Para Álvaro Cuesta, secretario de Política Institucional y Libertades Públicas del Partido Socialista Obrero Español (PESOE), la Iglesia “debe cumplir su propuesta de autofinanciación y el Estado debe limitarse a potenciar las donaciones de los fieles, con incentivos fiscales y empresariales”. Añadía Cuesta: “Pero esto no sólo se debe aplicar a la Iglesia católica, sino a todas las demás confesiones inscritas en el Registro de Entidades Religiosas” (Ver “
El Mundo” 27-6-2006).
Enteramente de Acuerdo. Los que anuncian el Evangelio que vivan del Evangelio.
La frase anterior, que da título a este artículo, está tomada de un texto del apóstol Pablo en la primera de las dos cartas que escribió a la iglesia en Corinto.
Partiendo de un principio fundamental “ordenó el Señor a los que anuncian el Evangelio que vivan del Evangelio”. Pablo enseña que en el Antiguo Testamento se practicaba la misma regla:
“Los que sirven al altar del altar participan” (1ª Corintios 9:13-14; puede verse Levítico 6 y Números 18).
Los que anuncian el Evangelio que vivan de lo que les den los receptores de ese Evangelio. Los que sirven al altar que vivan de lo que ofrenden quienes acuden al altar.
Ni unos ni otros están bíblicamente autorizados a vivir del dinero que les de una Administración política, dinero procedente de personas que profesan otras creencias religiosas, de los llamados herejes y paganos, de agnósticos, de militantes ateos y muchos etcéteras que abreviamos.
“Digno es el obrero de su salario”, sigue Pablo (1ª Timoteo 5:18).

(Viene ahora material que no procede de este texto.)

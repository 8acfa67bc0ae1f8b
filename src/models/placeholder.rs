use serde::{Deserialize, Serialize};

use crate::models::common::{Emu, Frame};
use crate::models::text::TextFrame;

/// The slide templates a deck can instantiate.
/// Indices follow the stock 4:3 template's slide layout order.
#[derive(Debug, Clone, Copy, Default, PartialEq, Eq, Hash, Serialize, Deserialize)]
#[serde(rename_all = "SCREAMING_SNAKE_CASE")]
pub enum LayoutKind {
    /// Centered title with a subtitle box.
    Title,
    /// Title and one body region.
    #[default]
    Content,
    /// Section header: title with a short text region above it.
    Segue,
    /// Title and two side-by-side body regions.
    TwoContent,
}

/// The type of a body placeholder.
#[derive(Debug, Clone, Copy, PartialEq, Eq, Serialize, Deserialize)]
#[serde(rename_all = "SCREAMING_SNAKE_CASE")]
pub enum PlaceholderType {
    /// Body text placeholder.
    Body,
    /// Subtitle placeholder of a title slide.
    Subtitle,
}

/// A text placeholder on a slide, with its own geometry.
#[derive(Debug, Clone, PartialEq, Serialize, Deserialize)]
#[serde(rename_all = "camelCase")]
pub struct Placeholder {
    #[serde(rename = "type")]
    pub placeholder_type: PlaceholderType,
    /// The placeholder index within the layout (1 for the first body).
    pub index: u32,
    pub frame: Frame,
    pub text: TextFrame,
}

// Reference geometry, in EMU, of the stock 10in x 7.5in template.
const REFERENCE_WIDTH: Emu = 9_144_000;
const REFERENCE_HEIGHT: Emu = 6_858_000;

const TITLE_SLIDE_TITLE: Frame = Frame { left: 685_800, top: 2_130_425, width: 7_772_400, height: 1_470_025 };
const TITLE_SLIDE_SUBTITLE: Frame = Frame { left: 1_371_600, top: 3_886_200, width: 6_400_800, height: 1_752_600 };
const CONTENT_TITLE: Frame = Frame { left: 457_200, top: 274_638, width: 8_229_600, height: 1_143_000 };
const CONTENT_BODY: Frame = Frame { left: 457_200, top: 1_600_200, width: 8_229_600, height: 4_525_963 };
const SEGUE_TITLE: Frame = Frame { left: 722_313, top: 4_406_900, width: 7_772_400, height: 1_362_075 };
const SEGUE_BODY: Frame = Frame { left: 722_313, top: 2_906_713, width: 7_772_400, height: 1_500_187 };
const TWO_CONTENT_LEFT: Frame = Frame { left: 457_200, top: 1_600_200, width: 4_038_600, height: 4_525_963 };
const TWO_CONTENT_RIGHT: Frame = Frame { left: 4_648_200, top: 1_600_200, width: 4_038_600, height: 4_525_963 };

impl LayoutKind {
    /// Maps a section style tag to a layout, if the tag names one.
    pub fn from_style_tag(tag: &str) -> Option<Self> {
        match tag {
            "pptx-content" => Some(LayoutKind::Content),
            "pptx-segue" => Some(LayoutKind::Segue),
            "pptx-two-content" => Some(LayoutKind::TwoContent),
            _ => None,
        }
    }

    /// Title placeholder geometry scaled to the given slide size.
    pub fn title_frame(&self, slide_width: Emu, slide_height: Emu) -> Frame {
        let frame = match self {
            LayoutKind::Title => TITLE_SLIDE_TITLE,
            LayoutKind::Segue => SEGUE_TITLE,
            LayoutKind::Content | LayoutKind::TwoContent => CONTENT_TITLE,
        };
        scale_to(frame, slide_width, slide_height)
    }

    /// Fresh, empty body placeholders for a new slide of this layout.
    pub fn body_placeholders(&self, slide_width: Emu, slide_height: Emu) -> Vec<Placeholder> {
        let frames: &[Frame] = match self {
            LayoutKind::Title => &[TITLE_SLIDE_SUBTITLE],
            LayoutKind::Content => &[CONTENT_BODY],
            LayoutKind::Segue => &[SEGUE_BODY],
            LayoutKind::TwoContent => &[TWO_CONTENT_LEFT, TWO_CONTENT_RIGHT],
        };
        let placeholder_type = match self {
            LayoutKind::Title => PlaceholderType::Subtitle,
            _ => PlaceholderType::Body,
        };
        frames
            .iter()
            .enumerate()
            .map(|(i, frame)| Placeholder {
                placeholder_type,
                index: i as u32 + 1,
                frame: scale_to(*frame, slide_width, slide_height),
                text: TextFrame::default(),
            })
            .collect()
    }
}

fn scale_to(frame: Frame, slide_width: Emu, slide_height: Emu) -> Frame {
    if slide_width == REFERENCE_WIDTH && slide_height == REFERENCE_HEIGHT {
        return frame;
    }
    frame.scaled(
        slide_width as f64 / REFERENCE_WIDTH as f64,
        slide_height as f64 / REFERENCE_HEIGHT as f64,
    )
}

#[cfg(test)]
mod tests {
    use super::*;

    #[test]
    fn two_content_has_two_bodies() {
        let bodies = LayoutKind::TwoContent.body_placeholders(REFERENCE_WIDTH, REFERENCE_HEIGHT);
        assert_eq!(bodies.len(), 2);
        assert_eq!(bodies[1].index, 2);
        assert!(bodies[1].frame.left > bodies[0].frame.left);
        let segue = LayoutKind::Segue.body_placeholders(REFERENCE_WIDTH, REFERENCE_HEIGHT);
        assert_eq!(segue.len(), 1);
    }

    #[test]
    fn title_layout_body_is_a_subtitle() {
        let bodies = LayoutKind::Title.body_placeholders(REFERENCE_WIDTH, REFERENCE_HEIGHT);
        assert_eq!(bodies[0].placeholder_type, PlaceholderType::Subtitle);
    }

    #[test]
    fn geometry_scales_with_slide_size() {
        let wide = LayoutKind::Content.body_placeholders(REFERENCE_WIDTH * 2, REFERENCE_HEIGHT);
        assert_eq!(wide[0].frame.width, CONTENT_BODY.width * 2);
        assert_eq!(wide[0].frame.height, CONTENT_BODY.height);
    }

    #[test]
    fn style_tags_select_layouts() {
        assert_eq!(LayoutKind::from_style_tag("pptx-segue"), Some(LayoutKind::Segue));
        assert_eq!(LayoutKind::from_style_tag("pptx-two-content"), Some(LayoutKind::TwoContent));
        assert_eq!(LayoutKind::from_style_tag("pptx-content"), Some(LayoutKind::Content));
        assert_eq!(LayoutKind::from_style_tag("pptx-unknown"), None);
    }
}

Muy bien. Pero que ese salario no lo pague el Estado político. Que lo paguen los miembros de las propias confesiones religiosas. El salario del sacerdote católico, del pastor protestante, del rabino judío, del imán musulmán. El salario del ministro de culto y todas las demás funciones y actividades que lleven a cabo las distintas confesiones religiosas.